Yahoo is one of the words that Swift introduced into our language; unlike Gulliver and Lilliputian, though, the word Yahoo, when it comes up in conversation, most likely raises no thoughts of Jonathan Swift in the minds of either speaker or listener. It usually just indicates an actual human who is stupid, crude, or out of control. Its acceptance in the language without ties to its source shows just how successful Swift was in getting his point across. In the novel, the Yahoos are humans without the power of reason. (Okay, they also have a streak of hair down their spines, like the mane of a horse, but otherwise, they’re human.) And it turns out that humans deprived of rational thought are stupid, crude, and out of control.
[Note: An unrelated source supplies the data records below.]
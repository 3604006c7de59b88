use std::collections::BTreeSet;
use std::time::Duration;

use chrono::{Days, NaiveDate, Utc};
use tokio::time::timeout;
use tracing::{error, info, warn};

use crate::context::ScanContext;
use crate::planner::plan_ranges;
use crate::refresh::refresh_pair;
use crate::scan_types::{AdhocScrapeRequest, AdhocStatus, PairKey, ScanError};

/// Configuration for on-demand scrapes
#[derive(Debug, Clone)]
pub struct AdhocConfig {
    /// Minimum time between accepted requests for one pair (default: 5 minutes)
    pub cooldown: Duration,

    /// Upper bound on one request's fetch, including waiting for the pair lock
    /// (default: 2 minutes)
    pub timeout: Duration,

    /// Nights fetched when nobody subscribes to the pair yet (default: 90)
    pub horizon_days: u64,
}

impl Default for AdhocConfig {
    fn default() -> Self {
        Self {
            cooldown: Duration::from_secs(5 * 60),
            timeout: Duration::from_secs(2 * 60),
            horizon_days: 90,
        }
    }
}

/// Result of asking for an adhoc scrape
#[derive(Debug)]
pub enum AdhocOutcome {
    /// Refused; a request was accepted for the pair within the cool-down
    Debounced {
        /// The request that caused the refusal
        latest: Option<AdhocScrapeRequest>,
    },
    /// Accepted and run to a terminal status
    Processed(AdhocScrapeRequest),
}

/// Debounced entry point for user-triggered refreshes of one pair
#[derive(Clone)]
pub struct AdhocScraper {
    ctx: ScanContext,
    config: AdhocConfig,
}

impl AdhocScraper {
    /// Creates a scraper over the shared context
    pub fn new(ctx: ScanContext, config: AdhocConfig) -> Self {
        Self { ctx, config }
    }

    fn cooldown(&self) -> chrono::Duration {
        chrono::Duration::from_std(self.config.cooldown)
            .unwrap_or_else(|_| chrono::Duration::minutes(5))
    }

    /// Whether a new request for the pair would be accepted right now
    pub async fn can_request(&self, provider: &str, campground_id: &str) -> Result<bool, ScanError> {
        self.ctx.registry.get(provider)?;
        let latest = self
            .ctx
            .store
            .latest_adhoc_request(provider, campground_id)
            .await?;

        Ok(latest.is_none_or(|r| r.requested_at <= Utc::now() - self.cooldown()))
    }

    /// Most recent request for the pair
    pub async fn latest(
        &self,
        provider: &str,
        campground_id: &str,
    ) -> Result<Option<AdhocScrapeRequest>, ScanError> {
        Ok(self
            .ctx
            .store
            .latest_adhoc_request(provider, campground_id)
            .await?)
    }

    /// Creates a pending request unless debounced, then runs it to completion.
    ///
    /// The fetch runs in its own task bounded by the configured timeout, so it
    /// finishes and records its status even if the caller goes away.
    pub async fn request(
        &self,
        provider: &str,
        campground_id: &str,
        requester_id: &str,
    ) -> Result<AdhocOutcome, ScanError> {
        self.ctx.registry.get(provider)?;

        let created = self
            .ctx
            .store
            .create_adhoc_request_if_idle(
                provider,
                campground_id,
                requester_id,
                Utc::now(),
                self.cooldown(),
            )
            .await?;

        let Some(request) = created else {
            info!(
                "Debounced adhoc request for {}/{} from {}",
                provider, campground_id, requester_id
            );
            let latest = self
                .ctx
                .store
                .latest_adhoc_request(provider, campground_id)
                .await?;
            return Ok(AdhocOutcome::Debounced { latest });
        };

        info!(
            "Accepted adhoc request {} for {}/{} from {}",
            request.id, provider, campground_id, requester_id
        );

        let scraper = self.clone();
        let task = tokio::spawn(async move { scraper.process(request).await });
        match task.await {
            Ok(result) => Ok(AdhocOutcome::Processed(result?)),
            Err(e) => {
                error!("Adhoc task panicked: {}", e);
                Err(ScanError::Timeout(format!("adhoc task aborted: {}", e)))
            }
        }
    }

    async fn process(&self, request: AdhocScrapeRequest) -> Result<AdhocScrapeRequest, ScanError> {
        let pair = PairKey::new(&request.provider, &request.campground_id);
        let today = Utc::now().date_naive();

        let status = match timeout(self.config.timeout, self.scrape(&pair, today)).await {
            Ok(Ok(())) => AdhocStatus::Completed,
            Ok(Err(e)) => {
                warn!("Adhoc request {} for {} failed: {}", request.id, pair, e);
                AdhocStatus::Failed
            }
            Err(_) => {
                warn!(
                    "Adhoc request {} for {} timed out after {:?}",
                    request.id, pair, self.config.timeout
                );
                AdhocStatus::Failed
            }
        };

        Ok(self
            .ctx
            .store
            .set_adhoc_status(request.id, status, Utc::now())
            .await?)
    }

    async fn scrape(&self, pair: &PairKey, today: NaiveDate) -> Result<(), ScanError> {
        let provider = self.ctx.registry.get(&pair.provider)?;

        let subscriptions = self
            .ctx
            .store
            .active_subscriptions_for(&pair.provider, &pair.campground_id)
            .await?;
        let mut days: BTreeSet<NaiveDate> = subscriptions
            .iter()
            .flat_map(|s| s.requested_days(today))
            .collect();
        if days.is_empty() {
            days = self.horizon(today);
        }

        let ranges = plan_ranges(provider.as_ref(), &days);
        let guard = self.ctx.locks.acquire(pair).await;
        let outcome = refresh_pair(&self.ctx, provider.as_ref(), &guard, &ranges, today).await?;

        info!(
            "Adhoc refresh of {} fetched {} cells, {} newly available",
            pair, outcome.cells_fetched, outcome.newly_available
        );
        Ok(())
    }

    fn horizon(&self, today: NaiveDate) -> BTreeSet<NaiveDate> {
        let last = today
            .checked_add_days(Days::new(self.config.horizon_days.saturating_sub(1)))
            .unwrap_or(today);
        today.iter_days().take_while(|day| *day <= last).collect()
    }
}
To top it off, they’re possessive hoarders, and their self-centered, brutish squabbles over their possessions are especially cruel, even when compared with those of other animals.
The Houyhnhnms are just as amazed at finding Gulliver as you or I would be at stumbling across Mr. Ed, and they only very slowly come to accept him without having to show constant caution. But even after getting used to him, they find it hard to believe that whole nations of rational Yahoos live elsewhere in the world. So they ask Gulliver to tell them about home. And when he describes war, lawsuits, and crime, the noble equines determine that humans only misuse reason to indulge their natural cruelty and possessiveness. What should lead to peace and happiness, they tell Gulliver, humans apply only to selfish aims and so bring misery upon themselves.
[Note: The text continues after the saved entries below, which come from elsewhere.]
use std::collections::{BTreeMap, HashMap, HashSet};

use async_trait::async_trait;
use chrono::{DateTime, NaiveDate, Utc};
use notification_services::{CampgroundActivity, DigestSummary, NotificationEvent};
use providers::{AvailabilityCell, CampgroundEntry, CampsiteEntry, DateRange};
use tokio::sync::RwLock;
use uuid::Uuid;

use crate::scan_types::{AdhocScrapeRequest, AdhocStatus, PairKey, Subscription};

/// Campgrounds listed in the digest
pub const DIGEST_TOP_CAMPGROUNDS: usize = 5;

/// Errors raised by the persistence layer
#[derive(Debug, thiserror::Error)]
pub enum StoreError {
    /// Database error
    #[error("Database error: {0}")]
    Database(#[from] sqlx::Error),

    /// The referenced row does not exist
    #[error("Not found: {0}")]
    NotFound(String),

    /// A stored value could not be converted
    #[error("Serialization error: {0}")]
    Serialization(String),
}

/// Persistence contract shared by the scheduler, adhoc path and sync jobs.
///
/// Every multi-row mutation is atomic: readers never see a half-applied batch.
#[async_trait]
pub trait Store: Send + Sync {
    /// All active subscriptions
    async fn active_subscriptions(&self) -> Result<Vec<Subscription>, StoreError>;

    /// Active subscriptions watching one pair
    async fn active_subscriptions_for(
        &self,
        provider: &str,
        campground_id: &str,
    ) -> Result<Vec<Subscription>, StoreError>;

    /// Deactivates subscriptions whose last night is before `today`
    async fn deactivate_expired(&self, today: NaiveDate) -> Result<u64, StoreError>;

    /// Stored cells of one pair that fall inside `covered`
    async fn snapshot(
        &self,
        provider: &str,
        campground_id: &str,
        covered: &[DateRange],
    ) -> Result<Vec<AvailabilityCell>, StoreError>;

    /// Replaces the pair's cells inside `covered` with `cells` in one write
    async fn apply_snapshot(
        &self,
        provider: &str,
        campground_id: &str,
        covered: &[DateRange],
        cells: &[AvailabilityCell],
    ) -> Result<(), StoreError>;

    /// Inserts or refreshes campground metadata
    async fn upsert_campgrounds(&self, entries: &[CampgroundEntry]) -> Result<usize, StoreError>;

    /// Inserts or refreshes campsite metadata
    async fn upsert_campsites(&self, entries: &[CampsiteEntry]) -> Result<usize, StoreError>;

    /// Known campground ids of one provider
    async fn campground_ids(&self, provider: &str) -> Result<Vec<String>, StoreError>;

    /// Creates a pending request unless one was created for the pair within `cooldown`.
    ///
    /// The existence check and the insert happen atomically. Returns `None`
    /// when debounced.
    async fn create_adhoc_request_if_idle(
        &self,
        provider: &str,
        campground_id: &str,
        requester_id: &str,
        now: DateTime<Utc>,
        cooldown: chrono::Duration,
    ) -> Result<Option<AdhocScrapeRequest>, StoreError>;

    /// Most recent request for the pair
    async fn latest_adhoc_request(
        &self,
        provider: &str,
        campground_id: &str,
    ) -> Result<Option<AdhocScrapeRequest>, StoreError>;

    /// Records a terminal status
    async fn set_adhoc_status(
        &self,
        id: Uuid,
        status: AdhocStatus,
        at: DateTime<Utc>,
    ) -> Result<AdhocScrapeRequest, StoreError>;

    /// Appends sent notifications to the activity log used by the digest
    async fn record_notifications(
        &self,
        events: &[NotificationEvent],
        at: DateTime<Utc>,
    ) -> Result<(), StoreError>;

    /// Aggregates activity in `[since, until)`
    async fn digest_summary(
        &self,
        since: DateTime<Utc>,
        until: DateTime<Utc>,
    ) -> Result<DigestSummary, StoreError>;
}

#[derive(Default)]
struct MemoryState {
    subscriptions: BTreeMap<Uuid, Subscription>,
    cells: HashMap<PairKey, BTreeMap<(NaiveDate, String), AvailabilityCell>>,
    campgrounds: BTreeMap<(String, String), CampgroundEntry>,
    campsites: BTreeMap<(String, String, String), CampsiteEntry>,
    adhoc_requests: Vec<AdhocScrapeRequest>,
    notification_log: Vec<(NotificationEvent, DateTime<Utc>)>,
}

/// Notification history kept by [`MemoryStore`] unless configured otherwise
const DEFAULT_LOG_RETENTION_DAYS: i64 = 7;

/// In-process store for tests and database-less development runs.
///
/// Adhoc requests are kept only while they matter to debouncing and status
/// lookups, and the notification log only for its retention window.
pub struct MemoryStore {
    state: RwLock<MemoryState>,
    log_retention: chrono::Duration,
}

impl Default for MemoryStore {
    fn default() -> Self {
        Self {
            state: RwLock::new(MemoryState::default()),
            log_retention: chrono::Duration::days(DEFAULT_LOG_RETENTION_DAYS),
        }
    }
}

fn in_covered(covered: &[DateRange], day: NaiveDate) -> bool {
    covered.iter().any(|range| range.contains(day))
}

impl MemoryStore {
    /// Empty store
    pub fn new() -> Self {
        Self::default()
    }

    /// Keeps logged notifications for `retention`; set it to the digest window
    pub fn with_log_retention(mut self, retention: std::time::Duration) -> Self {
        self.log_retention = chrono::Duration::from_std(retention)
            .unwrap_or_else(|_| chrono::Duration::days(DEFAULT_LOG_RETENTION_DAYS));
        self
    }

    /// Adds or replaces a subscription
    pub async fn insert_subscription(&self, subscription: Subscription) {
        self.state
            .write()
            .await
            .subscriptions
            .insert(subscription.id, subscription);
    }

    /// Every stored campsite, for inspection
    pub async fn campsites(&self) -> Vec<CampsiteEntry> {
        self.state.read().await.campsites.values().cloned().collect()
    }

    /// Retained adhoc requests, oldest first
    pub async fn adhoc_requests(&self) -> Vec<AdhocScrapeRequest> {
        self.state.read().await.adhoc_requests.clone()
    }
}

#[async_trait]
impl Store for MemoryStore {
    async fn active_subscriptions(&self) -> Result<Vec<Subscription>, StoreError> {
        let state = self.state.read().await;
        Ok(state
            .subscriptions
            .values()
            .filter(|s| s.active)
            .cloned()
            .collect())
    }

    async fn active_subscriptions_for(
        &self,
        provider: &str,
        campground_id: &str,
    ) -> Result<Vec<Subscription>, StoreError> {
        let state = self.state.read().await;
        Ok(state
            .subscriptions
            .values()
            .filter(|s| s.active && s.provider == provider && s.campground_id == campground_id)
            .cloned()
            .collect())
    }

    async fn deactivate_expired(&self, today: NaiveDate) -> Result<u64, StoreError> {
        let mut state = self.state.write().await;
        let mut expired = 0;
        for subscription in state.subscriptions.values_mut() {
            if subscription.active && subscription.end_date < today {
                subscription.active = false;
                expired += 1;
            }
        }
        Ok(expired)
    }

    async fn snapshot(
        &self,
        provider: &str,
        campground_id: &str,
        covered: &[DateRange],
    ) -> Result<Vec<AvailabilityCell>, StoreError> {
        let state = self.state.read().await;
        Ok(state
            .cells
            .get(&PairKey::new(provider, campground_id))
            .map(|cells| {
                cells
                    .values()
                    .filter(|cell| in_covered(covered, cell.day))
                    .cloned()
                    .collect()
            })
            .unwrap_or_default())
    }

    async fn apply_snapshot(
        &self,
        provider: &str,
        campground_id: &str,
        covered: &[DateRange],
        cells: &[AvailabilityCell],
    ) -> Result<(), StoreError> {
        let mut state = self.state.write().await;
        let pair_cells = state
            .cells
            .entry(PairKey::new(provider, campground_id))
            .or_default();

        pair_cells.retain(|(day, _), _| !in_covered(covered, *day));
        for cell in cells.iter().filter(|cell| in_covered(covered, cell.day)) {
            pair_cells.insert((cell.day, cell.site_id.clone()), cell.clone());
        }
        Ok(())
    }

    async fn upsert_campgrounds(&self, entries: &[CampgroundEntry]) -> Result<usize, StoreError> {
        let mut state = self.state.write().await;
        for entry in entries {
            state.campgrounds.insert(
                (entry.provider.clone(), entry.campground_id.clone()),
                entry.clone(),
            );
        }
        Ok(entries.len())
    }

    async fn upsert_campsites(&self, entries: &[CampsiteEntry]) -> Result<usize, StoreError> {
        let mut state = self.state.write().await;
        for entry in entries {
            state.campsites.insert(
                (
                    entry.provider.clone(),
                    entry.campground_id.clone(),
                    entry.site_id.clone(),
                ),
                entry.clone(),
            );
        }
        Ok(entries.len())
    }

    async fn campground_ids(&self, provider: &str) -> Result<Vec<String>, StoreError> {
        let state = self.state.read().await;
        Ok(state
            .campgrounds
            .keys()
            .filter(|(p, _)| p == provider)
            .map(|(_, id)| id.clone())
            .collect())
    }

    async fn create_adhoc_request_if_idle(
        &self,
        provider: &str,
        campground_id: &str,
        requester_id: &str,
        now: DateTime<Utc>,
        cooldown: chrono::Duration,
    ) -> Result<Option<AdhocScrapeRequest>, StoreError> {
        let mut state = self.state.write().await;
        let recent = state.adhoc_requests.iter().any(|r| {
            r.provider == provider
                && r.campground_id == campground_id
                && r.requested_at > now - cooldown
        });
        if recent {
            return Ok(None);
        }

        // older finished requests of this pair are superseded by the new one
        state.adhoc_requests.retain(|r| {
            r.provider != provider
                || r.campground_id != campground_id
                || r.status == AdhocStatus::Pending
        });

        let request = AdhocScrapeRequest {
            id: Uuid::new_v4(),
            provider: provider.to_string(),
            campground_id: campground_id.to_string(),
            requester_id: requester_id.to_string(),
            requested_at: now,
            status: AdhocStatus::Pending,
            finished_at: None,
        };
        state.adhoc_requests.push(request.clone());
        Ok(Some(request))
    }

    async fn latest_adhoc_request(
        &self,
        provider: &str,
        campground_id: &str,
    ) -> Result<Option<AdhocScrapeRequest>, StoreError> {
        let state = self.state.read().await;
        Ok(state
            .adhoc_requests
            .iter()
            .filter(|r| r.provider == provider && r.campground_id == campground_id)
            .max_by_key(|r| r.requested_at)
            .cloned())
    }

    async fn set_adhoc_status(
        &self,
        id: Uuid,
        status: AdhocStatus,
        at: DateTime<Utc>,
    ) -> Result<AdhocScrapeRequest, StoreError> {
        let mut state = self.state.write().await;
        let request = state
            .adhoc_requests
            .iter_mut()
            .find(|r| r.id == id)
            .ok_or_else(|| StoreError::NotFound(format!("adhoc request {}", id)))?;

        request.status = status;
        request.finished_at = (status != AdhocStatus::Pending).then_some(at);
        Ok(request.clone())
    }

    async fn record_notifications(
        &self,
        events: &[NotificationEvent],
        at: DateTime<Utc>,
    ) -> Result<(), StoreError> {
        let mut state = self.state.write().await;
        let horizon = at - self.log_retention;
        state.notification_log.retain(|(_, logged)| *logged > horizon);
        state
            .notification_log
            .extend(events.iter().cloned().map(|event| (event, at)));
        Ok(())
    }

    async fn digest_summary(
        &self,
        since: DateTime<Utc>,
        until: DateTime<Utc>,
    ) -> Result<DigestSummary, StoreError> {
        let state = self.state.read().await;
        let window: Vec<&NotificationEvent> = state
            .notification_log
            .iter()
            .filter(|(_, at)| *at >= since && *at < until)
            .map(|(event, _)| event)
            .collect();

        let users: HashSet<&str> = window.iter().map(|e| e.user_id.as_str()).collect();
        let mut per_campground: HashMap<(&str, &str), u64> = HashMap::new();
        for event in &window {
            *per_campground
                .entry((event.provider.as_str(), event.campground_id.as_str()))
                .or_default() += 1;
        }

        let mut top_campgrounds: Vec<CampgroundActivity> = per_campground
            .into_iter()
            .map(|((provider, campground_id), notifications)| CampgroundActivity {
                provider: provider.to_string(),
                campground_id: campground_id.to_string(),
                notifications,
            })
            .collect();
        top_campgrounds.sort_by(|a, b| {
            b.notifications
                .cmp(&a.notifications)
                .then_with(|| a.campground_id.cmp(&b.campground_id))
        });
        top_campgrounds.truncate(DIGEST_TOP_CAMPGROUNDS);

        Ok(DigestSummary {
            since,
            until,
            notifications_sent: window.len() as u64,
            users_notified: users.len() as u64,
            active_subscriptions: state.subscriptions.values().filter(|s| s.active).count() as u64,
            top_campgrounds,
        })
    }
}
If this reading plan of great books is to do me any good, I have to apply the lessons they teach. In this case, I have to measure myself by Swift’s yardstick. And in doing so, I have to admit that I spend a lot of time every day thinking and reasoning about how to serve myself – whether physically, mentally, emotionally, or even spiritually – with very little thought of others. So, while the word works well as an insult or descriptive epithet in certain cases, in reality, which of us is not a Yahoo?